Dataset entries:
=-=-=-=-=

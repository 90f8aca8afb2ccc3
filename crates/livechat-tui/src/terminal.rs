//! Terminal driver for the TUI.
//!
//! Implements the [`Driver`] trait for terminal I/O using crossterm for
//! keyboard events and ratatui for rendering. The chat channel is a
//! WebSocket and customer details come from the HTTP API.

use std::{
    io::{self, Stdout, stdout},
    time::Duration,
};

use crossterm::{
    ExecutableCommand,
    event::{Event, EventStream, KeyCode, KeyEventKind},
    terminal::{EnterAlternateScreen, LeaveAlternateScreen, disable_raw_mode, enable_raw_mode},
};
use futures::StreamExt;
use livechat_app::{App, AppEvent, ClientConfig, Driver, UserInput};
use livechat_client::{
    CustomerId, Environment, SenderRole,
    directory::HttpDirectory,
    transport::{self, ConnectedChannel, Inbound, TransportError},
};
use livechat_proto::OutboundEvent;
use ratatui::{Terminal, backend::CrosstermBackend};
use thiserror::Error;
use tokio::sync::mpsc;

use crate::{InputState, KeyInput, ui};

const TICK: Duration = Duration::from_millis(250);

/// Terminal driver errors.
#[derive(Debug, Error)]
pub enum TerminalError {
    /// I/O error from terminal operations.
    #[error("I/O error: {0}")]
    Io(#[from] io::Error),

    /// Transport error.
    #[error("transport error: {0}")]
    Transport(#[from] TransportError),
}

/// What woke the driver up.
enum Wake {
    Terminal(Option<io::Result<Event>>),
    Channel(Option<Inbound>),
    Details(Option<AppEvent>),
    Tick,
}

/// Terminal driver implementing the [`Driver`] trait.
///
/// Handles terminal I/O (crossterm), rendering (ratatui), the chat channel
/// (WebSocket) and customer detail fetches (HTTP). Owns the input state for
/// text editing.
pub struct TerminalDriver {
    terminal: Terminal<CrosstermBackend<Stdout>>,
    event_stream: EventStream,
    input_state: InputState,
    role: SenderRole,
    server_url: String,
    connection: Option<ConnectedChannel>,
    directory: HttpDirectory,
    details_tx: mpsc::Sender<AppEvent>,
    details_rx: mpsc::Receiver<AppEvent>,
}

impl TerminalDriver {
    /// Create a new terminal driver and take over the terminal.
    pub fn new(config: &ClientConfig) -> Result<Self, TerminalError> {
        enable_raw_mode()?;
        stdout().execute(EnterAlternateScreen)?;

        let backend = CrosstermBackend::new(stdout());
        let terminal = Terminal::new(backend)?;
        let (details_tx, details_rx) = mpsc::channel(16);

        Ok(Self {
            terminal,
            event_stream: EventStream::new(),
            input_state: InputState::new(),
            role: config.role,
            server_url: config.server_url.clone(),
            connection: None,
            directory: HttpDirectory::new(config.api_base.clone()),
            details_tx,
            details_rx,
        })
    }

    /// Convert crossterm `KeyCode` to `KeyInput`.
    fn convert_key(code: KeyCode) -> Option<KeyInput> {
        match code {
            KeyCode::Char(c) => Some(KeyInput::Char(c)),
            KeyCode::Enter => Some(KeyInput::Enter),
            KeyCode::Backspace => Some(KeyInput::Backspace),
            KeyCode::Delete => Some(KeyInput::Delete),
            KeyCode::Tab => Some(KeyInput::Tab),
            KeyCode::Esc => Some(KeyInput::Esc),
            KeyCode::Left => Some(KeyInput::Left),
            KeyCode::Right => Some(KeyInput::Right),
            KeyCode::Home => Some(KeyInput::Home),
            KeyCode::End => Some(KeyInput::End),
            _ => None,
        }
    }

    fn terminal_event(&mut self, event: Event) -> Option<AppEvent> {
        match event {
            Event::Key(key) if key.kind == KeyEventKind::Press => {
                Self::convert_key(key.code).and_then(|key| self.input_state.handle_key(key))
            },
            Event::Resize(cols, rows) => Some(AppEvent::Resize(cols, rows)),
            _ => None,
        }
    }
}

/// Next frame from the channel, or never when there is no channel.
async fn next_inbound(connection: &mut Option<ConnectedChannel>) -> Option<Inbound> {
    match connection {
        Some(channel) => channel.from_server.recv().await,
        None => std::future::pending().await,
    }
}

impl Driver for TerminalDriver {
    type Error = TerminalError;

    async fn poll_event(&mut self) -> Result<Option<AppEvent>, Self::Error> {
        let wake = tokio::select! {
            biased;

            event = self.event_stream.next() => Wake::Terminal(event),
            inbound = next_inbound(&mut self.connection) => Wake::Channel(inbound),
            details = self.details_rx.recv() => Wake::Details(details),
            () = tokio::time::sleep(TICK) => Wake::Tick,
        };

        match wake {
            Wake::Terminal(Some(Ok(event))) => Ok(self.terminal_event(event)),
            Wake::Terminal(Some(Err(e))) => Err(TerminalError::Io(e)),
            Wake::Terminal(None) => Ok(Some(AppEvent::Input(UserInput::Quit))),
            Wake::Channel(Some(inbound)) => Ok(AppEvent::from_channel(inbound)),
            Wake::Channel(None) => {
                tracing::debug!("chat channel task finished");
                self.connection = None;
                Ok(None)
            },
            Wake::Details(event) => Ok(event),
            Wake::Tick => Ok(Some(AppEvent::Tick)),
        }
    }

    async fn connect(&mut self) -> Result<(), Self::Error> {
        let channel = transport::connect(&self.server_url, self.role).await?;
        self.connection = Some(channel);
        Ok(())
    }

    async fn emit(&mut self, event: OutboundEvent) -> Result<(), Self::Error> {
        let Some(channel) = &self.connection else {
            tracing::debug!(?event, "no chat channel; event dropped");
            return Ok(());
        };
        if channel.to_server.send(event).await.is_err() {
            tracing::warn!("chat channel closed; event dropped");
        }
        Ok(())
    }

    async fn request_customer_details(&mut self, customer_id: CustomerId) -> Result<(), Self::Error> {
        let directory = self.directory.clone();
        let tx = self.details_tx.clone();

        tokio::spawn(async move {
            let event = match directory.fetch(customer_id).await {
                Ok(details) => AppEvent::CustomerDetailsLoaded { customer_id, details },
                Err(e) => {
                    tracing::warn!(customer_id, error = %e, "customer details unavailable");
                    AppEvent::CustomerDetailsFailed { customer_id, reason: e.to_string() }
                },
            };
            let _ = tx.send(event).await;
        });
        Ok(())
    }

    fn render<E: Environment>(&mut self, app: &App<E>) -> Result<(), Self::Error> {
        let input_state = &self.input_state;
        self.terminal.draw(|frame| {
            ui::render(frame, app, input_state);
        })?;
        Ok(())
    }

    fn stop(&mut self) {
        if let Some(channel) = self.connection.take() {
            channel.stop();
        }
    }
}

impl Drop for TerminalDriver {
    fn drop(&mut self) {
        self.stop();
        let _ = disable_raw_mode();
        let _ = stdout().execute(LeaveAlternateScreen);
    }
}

=-=-=-=-=

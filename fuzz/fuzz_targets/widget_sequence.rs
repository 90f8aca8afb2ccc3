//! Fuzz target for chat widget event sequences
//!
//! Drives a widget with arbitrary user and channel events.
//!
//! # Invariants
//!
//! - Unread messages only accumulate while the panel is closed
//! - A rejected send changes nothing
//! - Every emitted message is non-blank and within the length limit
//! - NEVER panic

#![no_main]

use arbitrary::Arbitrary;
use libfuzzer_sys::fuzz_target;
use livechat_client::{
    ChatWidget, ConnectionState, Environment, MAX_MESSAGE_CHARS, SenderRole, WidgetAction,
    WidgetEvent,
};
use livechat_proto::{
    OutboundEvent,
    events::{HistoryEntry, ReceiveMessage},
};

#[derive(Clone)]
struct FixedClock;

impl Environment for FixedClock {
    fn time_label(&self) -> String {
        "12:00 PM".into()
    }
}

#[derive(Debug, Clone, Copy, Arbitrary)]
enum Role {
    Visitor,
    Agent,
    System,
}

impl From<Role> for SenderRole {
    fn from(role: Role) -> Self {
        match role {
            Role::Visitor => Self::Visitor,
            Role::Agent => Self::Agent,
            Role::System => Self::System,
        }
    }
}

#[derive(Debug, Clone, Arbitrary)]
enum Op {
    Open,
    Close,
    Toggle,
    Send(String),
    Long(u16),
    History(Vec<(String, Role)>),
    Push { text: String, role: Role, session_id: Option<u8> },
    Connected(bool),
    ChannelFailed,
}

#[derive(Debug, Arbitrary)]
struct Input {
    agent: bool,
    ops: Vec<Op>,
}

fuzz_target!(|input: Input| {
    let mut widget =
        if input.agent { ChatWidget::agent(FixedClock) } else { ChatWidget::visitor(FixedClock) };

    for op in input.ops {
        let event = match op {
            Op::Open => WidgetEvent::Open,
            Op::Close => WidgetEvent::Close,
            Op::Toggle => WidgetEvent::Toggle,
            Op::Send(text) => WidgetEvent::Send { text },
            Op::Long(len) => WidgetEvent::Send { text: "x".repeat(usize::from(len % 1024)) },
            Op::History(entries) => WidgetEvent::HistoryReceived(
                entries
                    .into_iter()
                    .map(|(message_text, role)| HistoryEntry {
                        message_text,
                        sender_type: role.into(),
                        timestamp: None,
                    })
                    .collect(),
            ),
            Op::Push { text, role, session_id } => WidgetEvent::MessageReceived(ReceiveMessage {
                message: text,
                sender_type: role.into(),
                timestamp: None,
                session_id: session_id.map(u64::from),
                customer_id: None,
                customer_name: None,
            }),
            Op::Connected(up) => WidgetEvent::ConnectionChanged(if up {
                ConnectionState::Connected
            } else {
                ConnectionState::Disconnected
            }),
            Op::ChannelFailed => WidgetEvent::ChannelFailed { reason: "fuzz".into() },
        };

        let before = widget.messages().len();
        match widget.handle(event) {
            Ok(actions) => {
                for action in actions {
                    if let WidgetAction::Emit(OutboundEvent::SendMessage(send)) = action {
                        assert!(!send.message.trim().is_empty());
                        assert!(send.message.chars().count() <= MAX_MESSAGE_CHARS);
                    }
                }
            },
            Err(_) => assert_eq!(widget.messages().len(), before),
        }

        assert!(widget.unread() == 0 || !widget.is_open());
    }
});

=-=-=-=-=

Examine the records above and give the number of lines in which the string "Long" appears, with no other words.

2